Colombia's Farc rebels to train as bodyguards

A member of the Revolutionary Armed Forces of Colombia (FARC) is pictured at the Transitional Standardization Zone, "Marquetalia Cradle of Resistance", in Gaitania, Tolima Department, Colombia, on May 28, 2017 Image copyright AFP
Image caption Farc rebels are currently demobilising in "transition zones"

The Colombian government says it has started the process of training Farc rebels as bodyguards.

Under the peace deal signed by the government and the Marxist rebel group last year, 315 demobilised guerrilla fighters will be trained to protect fellow Farc members at risk of violence.

Right-wing paramilitary groups have been known to target Farc leaders.

Once trained, they will be given a gun and paid three times the minimum wage.

The interior ministry said that more than 300 demobilised rebels had arrived at a training academy in the town of Facatativá, near the capital, Bogotá.

More are expected to arrive in the coming days.

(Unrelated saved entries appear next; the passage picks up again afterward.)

//! Memoized per-request user.
//!
//! The first call in a request builds the user and stores it on the scope;
//! every later call in the same request gets the same `Arc` back.

use std::sync::Arc;

use ctx_protocol::{Attributes, ContextError, User};
use ctx_store::RequestScope;
use tracing::debug;

/// Name of the user built when the scope has none.
pub const DEFAULT_USER: &str = "John";

pub fn get_user(scope: &RequestScope) -> Result<Arc<User>, ContextError> {
    get_user_with(scope, || User::new(DEFAULT_USER))
}

pub fn get_user_with(
    scope: &RequestScope,
    load: impl FnOnce() -> User,
) -> Result<Arc<User>, ContextError> {
    scope.get_or_insert_with(Attributes::USER, || {
        debug!(request_id = scope.id(), "loading user into request scope");
        Arc::new(load())
    })
}

/// The handler body: one plain function call, no context argument visible
/// beyond the scope itself.
pub fn greet(scope: &RequestScope) -> Result<String, ContextError> {
    let user = get_user(scope)?;
    Ok(user.greeting())
}
//! End-to-end tests — a real server on an OS-assigned port, driven over HTTP.

use ctx_protocol::{Attributes, REQUEST_ID_HEADER};
use ctx_server::{HttpServer, ServerConfig};
use ctx_store::global;
use serde_json::Value;

/// Start a server on a random port. The server is leaked so it keeps running
/// for the rest of the test binary.
async fn start_test_server() -> String {
    let config = ServerConfig {
        port: 0,
        ..ServerConfig::default()
    };
    let server = HttpServer::start(config).await.unwrap();
    let base_url = server.base_url();
    Box::leak(Box::new(server));
    base_url
}

async fn get_text(url: &str) -> (reqwest::StatusCode, String) {
    let response = reqwest::get(url).await.unwrap();
    let status = response.status();
    (status, response.text().await.unwrap())
}

#[tokio::test]
async fn alice_is_greeted_by_path() {
    let base = start_test_server().await;
    let (status, body) = get_text(&format!("{base}/Alice")).await;
    assert_eq!(status, reqwest::StatusCode::OK);
    assert_eq!(body, "Hello, Alice");
}

#[tokio::test]
async fn memo_route_greets_john() {
    let base = start_test_server().await;
    let (_, body) = get_text(&format!("{base}/memo/Alice")).await;
    assert_eq!(body, "Hello, John");
}

#[tokio::test]
async fn concurrent_requests_get_distinct_scopes() {
    let base = start_test_server().await;
    let url = format!("{base}/memo/x");

    let (a, b) = tokio::join!(reqwest::get(&url), reqwest::get(&url));
    let a = a.unwrap();
    let b = b.unwrap();
    let a_id = a.headers()[REQUEST_ID_HEADER].to_str().unwrap().to_string();
    let b_id = b.headers()[REQUEST_ID_HEADER].to_str().unwrap().to_string();
    assert_ne!(a_id, b_id);
    assert_eq!(a.text().await.unwrap(), "Hello, John");
    assert_eq!(b.text().await.unwrap(), "Hello, John");
}

#[tokio::test]
async fn global_route_leaves_no_user_behind() {
    let base = start_test_server().await;
    let (_, body) = get_text(&format!("{base}/global")).await;
    assert_eq!(body, "Hello, Tony");
    assert!(!global::contains(Attributes::USER));
}

#[tokio::test]
async fn explicit_route_greets_path_user() {
    let base = start_test_server().await;
    let (_, body) = get_text(&format!("{base}/explicit/Tony")).await;
    assert_eq!(body, "Hello, Tony");
}

#[tokio::test]
async fn health_reports_ok() {
    let base = start_test_server().await;
    let response = reqwest::get(format!("{base}/health")).await.unwrap();
    let body: Value = response.json().await.unwrap();
    assert_eq!(body["status"], "ok");
    assert_eq!(body["requests"], 1);
}

#[tokio::test]
async fn server_stops_cleanly() {
    let mut server = HttpServer::start(ServerConfig {
        port: 0,
        ..ServerConfig::default()
    })
    .await
    .unwrap();
    let url = format!("{}/Bob", server.base_url());
    assert_eq!(get_text(&url).await.1, "Hello, Bob");
    assert_eq!(server.requests_served(), 1);

    server.stop().await;
    assert!(reqwest::get(&url).await.is_err());
}

#[tokio::test]
async fn cors_enabled_allows_any_origin() {
    let server = HttpServer::start(ServerConfig {
        port: 0,
        enable_cors: true,
        ..ServerConfig::default()
    })
    .await
    .unwrap();

    let response = reqwest::Client::new()
        .get(format!("{}/Alice", server.base_url()))
        .header("origin", "http://example.com")
        .send()
        .await
        .unwrap();
    assert_eq!(response.headers()["access-control-allow-origin"], "*");
    assert_eq!(response.text().await.unwrap(), "Hello, Alice");
}

#[tokio::test]
async fn cors_disabled_sends_no_allow_origin() {
    let base = start_test_server().await;
    let response = reqwest::Client::new()
        .get(format!("{base}/Alice"))
        .header("origin", "http://example.com")
        .send()
        .await
        .unwrap();
    assert!(!response.headers().contains_key("access-control-allow-origin"));
}

#[tokio::test]
async fn binds_by_hostname() {
    let server = HttpServer::start(ServerConfig {
        port: 0,
        hostname: "localhost".into(),
        ..ServerConfig::default()
    })
    .await
    .unwrap();
    assert_ne!(server.port(), 0);

    let (_, body) = get_text(&format!("{}/Alice", server.base_url())).await;
    assert_eq!(body, "Hello, Alice");
}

The ministry says a total of 315 candidates will be chosen for the task of providing security for Farc leaders.

They will undergo a series of exams to test their physical, psychological and emotional aptitude for the job.

The successful candidates will be paid a monthly salary of 1.8m pesos ($615; £485).

Image copyright AFP
Image caption Farc leaders say they only trust members of their own group to keep them safe

Only Farc members who have not committed crimes against humanity and who can prove they have handed in their arms are allowed to apply.

They will receive training in human rights and close protection by Colombia's National Protection Unit.

But the fact that the rebels will be allowed to carry guns just months after having handed them over to a United Nations monitoring team has disgruntled some Colombians.

Those unhappy with the deal say it is unthinkable that members of the Farc, who for more than five decades fought the Colombian state, should be allowed to carry guns legally and even be paid by the state to do so.

But Farc negotiators argued that their leaders' security had to be guaranteed and that they only trusted their own people to do so.

To justify their demand for heavy security, they pointed to the murders of members of the left-wing Unión Patriotica party in the 1980s. The party was almost completely wiped out after dozens of its lawmakers and local councillors were killed.